Derisquebourg T, Dubois P, Devogelaer J P, Meys E, Duquesnoy B, Nagant de Deuxchaisnes C, Delcambre B, Marchandise X
Centre A. Verhaeghe, Hôpital B, CHU de Lille, France.
Calcif Tissue Int. 1994 Jun;54(6):461-5. doi: 10.1007/BF00334323.

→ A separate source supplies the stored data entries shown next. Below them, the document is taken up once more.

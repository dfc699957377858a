//! Lazy domain entities.
//!
//! Each entity wraps a store identifier plus the session, and populates
//! whole field groups on first access of any field in the group (see
//! [`group`]). Cross-references between entities are cheap handle clones;
//! no entity is interned or deduplicated by id — fetching the same artist
//! twice yields two independent objects with independent caches.

mod album;
mod artist;
mod group;
mod song;

pub use album::Album;
pub use artist::Artist;
pub use song::Song;

/// Ordered results of one basic search: partially-populated albums.
#[derive(Clone)]
pub struct SearchResults {
    /// Album summaries in result order, each prefilled with whatever the
    /// tile carried (title, thumbnail, partial artist and genre).
    pub albums: Vec<Album>,
}

impl std::fmt::Debug for SearchResults {
    fn fmt(&self, f: &mut std::fmt::Formatter<'_>) -> std::fmt::Result {
        f.debug_struct("SearchResults")
            .field("len", &self.albums.len())
            .finish()
    }
}

impl SearchResults {
    pub fn len(&self) -> usize {
        self.albums.len()
    }

    pub fn is_empty(&self) -> bool {
        self.albums.is_empty()
    }
}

The value of a new computerized radiogrammetric method of assessment of the second metacarpal has been evaluated, and its results have been compared with those of single (SPA) and dual photon absorptiometry measurements (forearm and spine) in 74 and 79 postmenopausal women, respectively. Standard hand X-rays were digitized by a video-camera connected to a microcomputer. The combined cortical thickness (CCT) was automatically calculated in a zone of 10 mm around the midpart of the second metacarpal. The intra- and interobserver coefficients of variation were close to 1%. The correlation between CCT and SPA of the proximal and midforearm (with a significant amount of cortical bone) was satisfactory (r = 0.62 and 0.50, respectively; P < 0.001). The correlation between CCT and osteodensitometry of sites comprising more trabecular bone were not so good (0.50 for lumbar and 0.44 for distal forearm bone mineral density, respectively), but still significant (P < 0.001). Radiogrammetry proved unaffected by a change of X-ray apparatus, as measurements of 48 metacarpals radiographed by two different kinds of X-ray apparatus were not significantly different. Radiogrammetry is by no means the best method to evaluate bone mass. Its automation did not improve the correlation with osteodensitometric values. Radiogrammetry is still of interest in mass screening, particularly when other more expensive techniques such as osteodensitometric methods of bone mass measurement are not readily available. Its automation makes it simpler, faster, and more precise, rendering its use easier on a larger scale.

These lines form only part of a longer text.